In particular, I slapped the Vermont School Board’s Association around a little bit, because after a Bylaw change at their last Annual Meeting they no longer even represent school boards, just Supervisory Unions and the new Super Districts. In making my case I recalled their unwavering support for a former Superintendent of Schools and his assistant who might have been charitably described as “Ethically Challenged”. Regrettably, my language was judged to be a little strong and the letter was rejected.

This has set me thinking about the changing boundaries of political discourse in society these days. Apparently it’s O.K. to pummel a constitutionally elected President of the United States because we regard him as an odious individual, but it’s not O.K. to apply similar descriptors to local politics because of the potential repercussions.

In some vague way I’m beginning to believe that this is the classic description of bullying behavior. Everyone piles on the “safe” target but refuses to acknowledge the more immediate menace because persons of local influence might get angry about it. Granted, I don’t make the editorial decisions, but I do go to bed at night with a clear conscience because I still call ‘em as I see ‘em.

Not suitable for publication

A number of years ago I was in hot pursuit of a Superintendent of Schools and his Assistant Super who were, in my judgment, bad news for the WNESU Schools. The more they wiggled and twisted, the deeper the hole they dug themselves until finally they were caught pulling a real fast one when they cooked up a phony-baloney tax document, a so-called Department of Ed. tax worksheet, and then backdated it in an attempt to cover their tracks with regard to a 21 cent miscalculation of the education tax rate for the Town of Rockingham.

Based on their never ending gyrations over the course of time, I thought this blatant act of dishonesty should have been enough for a Just Cause Dismissal. Regrettably, their masters on the WNESU Board chose to turn a blind eye toward their behavior yet again. It took a while, but much as was the irony of Al Capone going to the Big House for tax evasion, justice was finally served because of a Title IX complaint filed against the Super.

It’s water over the dam now, and both that Board as well as the Superintendency have turned over a couple of times since then.

As hard as I was pushing, I didn’t fully realize who was helping the crowd that was pushing back, it was that champion of Good Governance, the Vermont School Board’s Association which was whispering in the elected leadership’s ear. A little later on I would come to find out who was whispering in theirs. This was on the occasion of a trip up to 2 Prospect Street in Montpelier, home of the Vermont Principal’s Association, and some others.

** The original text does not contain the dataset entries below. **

//
//  kongo
//  api/resources/customers.rs
//
//  Created by Ngonidzashe Mangudya on 2026/01/12.
//  Copyright (c) 2025 IAMNGONI. All rights reserved.
//

//! Customers.
//!
//! # Overview
//!
//! Customers are addressed by id or username. The list endpoint filters on
//! any combination of `custom_id`, `id` and `username`, and pages with the
//! usual `offset`/`size` pair.
//!
//! # Example
//!
//! ```rust,no_run
//! use kongo::api::resources::CustomerListOptions;
//! use kongo::KongClient;
//!
//! # async fn example() -> Result<(), kongo::KongError> {
//! let client = KongClient::new("http://127.0.0.1:8001")?;
//!
//! let options = CustomerListOptions {
//!     username: Some("ada".to_string()),
//!     ..Default::default()
//! };
//! let (page, _) = client.customers().list(&options).await?;
//! for customer in &page.data {
//!     println!("{} {:?}", customer.id, customer.custom_id);
//! }
//! # Ok(())
//! # }
//! ```

use serde::{Deserialize, Serialize};
use tokio_util::sync::CancellationToken;

use super::{item_path, nullable, with_query, Endpoint};
use crate::api::client::KongClient;
use crate::api::common::{KongError, ListResponse, Timestamp};
use crate::api::response::KongResponse;

const CUSTOMERS_PATH: &str = "/customers";

/// A customer.
#[derive(Debug, Clone, Default, PartialEq, Eq, Serialize, Deserialize)]
#[serde(default)]
pub struct Customer {
    #[serde(deserialize_with = "nullable", skip_serializing_if = "String::is_empty")]
    pub id: String,

    #[serde(skip_serializing_if = "Option::is_none")]
    pub username: Option<String>,

    /// Identifier in an external user store.
    #[serde(skip_serializing_if = "Option::is_none")]
    pub custom_id: Option<String>,

    #[serde(skip_serializing_if = "Timestamp::is_zero")]
    pub created_at: Timestamp,
}

/// Filters and paging for `GET /customers`. Unset fields are omitted.
#[derive(Debug, Clone, Default, PartialEq, Eq, Serialize)]
pub struct CustomerListOptions {
    #[serde(skip_serializing_if = "Option::is_none")]
    pub custom_id: Option<String>,

    #[serde(skip_serializing_if = "Option::is_none")]
    pub id: Option<String>,

    #[serde(skip_serializing_if = "Option::is_none")]
    pub offset: Option<String>,

    #[serde(skip_serializing_if = "Option::is_none")]
    pub size: Option<u32>,

    #[serde(skip_serializing_if = "Option::is_none")]
    pub username: Option<String>,
}

/// Customer endpoints.
#[derive(Debug, Clone)]
pub struct CustomersService<'c> {
    endpoint: Endpoint<'c>,
}

impl<'c> CustomersService<'c> {
    pub(crate) fn new(client: &'c KongClient) -> Self {
        Self {
            endpoint: Endpoint::new(client),
        }
    }

    /// Binds `token` to every request made through this view.
    pub fn with_cancel(self, token: CancellationToken) -> Self {
        Self {
            endpoint: self.endpoint.with_cancel(token),
        }
    }

    /// `POST /customers`
    pub async fn create(&self, customer: &Customer) -> Result<(Customer, KongResponse), KongError> {
        self.endpoint.send("POST", CUSTOMERS_PATH, customer).await
    }

    /// `GET /customers/{id_or_username}`
    pub async fn get(&self, id_or_username: &str) -> Result<(Customer, KongResponse), KongError> {
        self.endpoint.fetch(&item_path(CUSTOMERS_PATH, id_or_username)).await
    }

    /// `GET /customers`, one page.
    pub async fn list(
        &self,
        options: &CustomerListOptions,
    ) -> Result<(ListResponse<Customer>, KongResponse), KongError> {
        let query = serde_urlencoded::to_string(options)?;
        self.endpoint.fetch(&with_query(CUSTOMERS_PATH, &query)).await
    }

    /// `PATCH /customers/{id_or_username}`
    pub async fn update(
        &self,
        id_or_username: &str,
        customer: &Customer,
    ) -> Result<(Customer, KongResponse), KongError> {
        self.endpoint
            .send("PATCH", &item_path(CUSTOMERS_PATH, id_or_username), customer)
            .await
    }

    /// `DELETE /customers/{id_or_username}`
    pub async fn delete(&self, id_or_username: &str) -> Result<KongResponse, KongError> {
        self.endpoint.remove(&item_path(CUSTOMERS_PATH, id_or_username)).await
    }
}

#[cfg(test)]
mod tests {
    use super::*;

    #[test]
    fn test_list_options_query() {
        assert_eq!(serde_urlencoded::to_string(CustomerListOptions::default()).unwrap(), "");

        let options = CustomerListOptions {
            custom_id: Some("abc".into()),
            size: Some(10),
            username: Some("ada lovelace".into()),
            ..Default::default()
        };
        assert_eq!(
            serde_urlencoded::to_string(&options).unwrap(),
            "custom_id=abc&size=10&username=ada+lovelace"
        );
    }

    #[test]
    fn test_customer_payload() {
        let customer = Customer {
            username: Some("ada".into()),
            ..Customer::default()
        };
        assert_eq!(serde_json::to_string(&customer).unwrap(), r#"{"username":"ada"}"#);
    }
}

The catalyst for the trip was some unsportsmanlike behavior on the part of one of my offspring during tournament play, but the actual learning experience was the close nature of the relationships between the Principal’s Association, the School Board’s Association and also the Vermont Superintendent’s Association who are all housed under the same roof at #2, and all of whom drink from the same water cooler & use the same coffee machine found under that roof.

I was up there again the summer before last, not long after the passage of Act 46, when various School Boards from around the state made the pilgrimage to #2 to get told how the law was going to sugar off. In the room, and it is by no means a complete list, were the VSBA Director at the time Steve Dale, a former Douglas Administration functionary, former Rockingham Town Manager Jeff Francis, the current Director of the Superintendent’s Association and overall shot-caller, Vaughn Altemus from the Vt. Agency of Education & Rebecca Holcomb the A.O.E. Director, and a whole supporting cast of somewhat lesser lights. You might say it was a lesson in learning how sausage is made.

More recently, at its annual meeting this past fall at the Lake Morey Inn, the VSBA membership took the rather unusual step of effectively disenfranchising about half the school boards in the state by amending its bylaws so that it no longer represents local School Boards, just Supervisory Unions and Act 46 Super Districts. Of course the handwriting was already on the wall for this a year ago when those of us who showed up at Lake Morey to receive our legislatively mandated, compulsory School Board Chair training discovered that in fact as far as the VSBA was concerned they’d already drawn the pencil thru those local boards, and my group were simply identified as members of Windham Northeast Supervisory Union. no sublety there about future intent, you might say.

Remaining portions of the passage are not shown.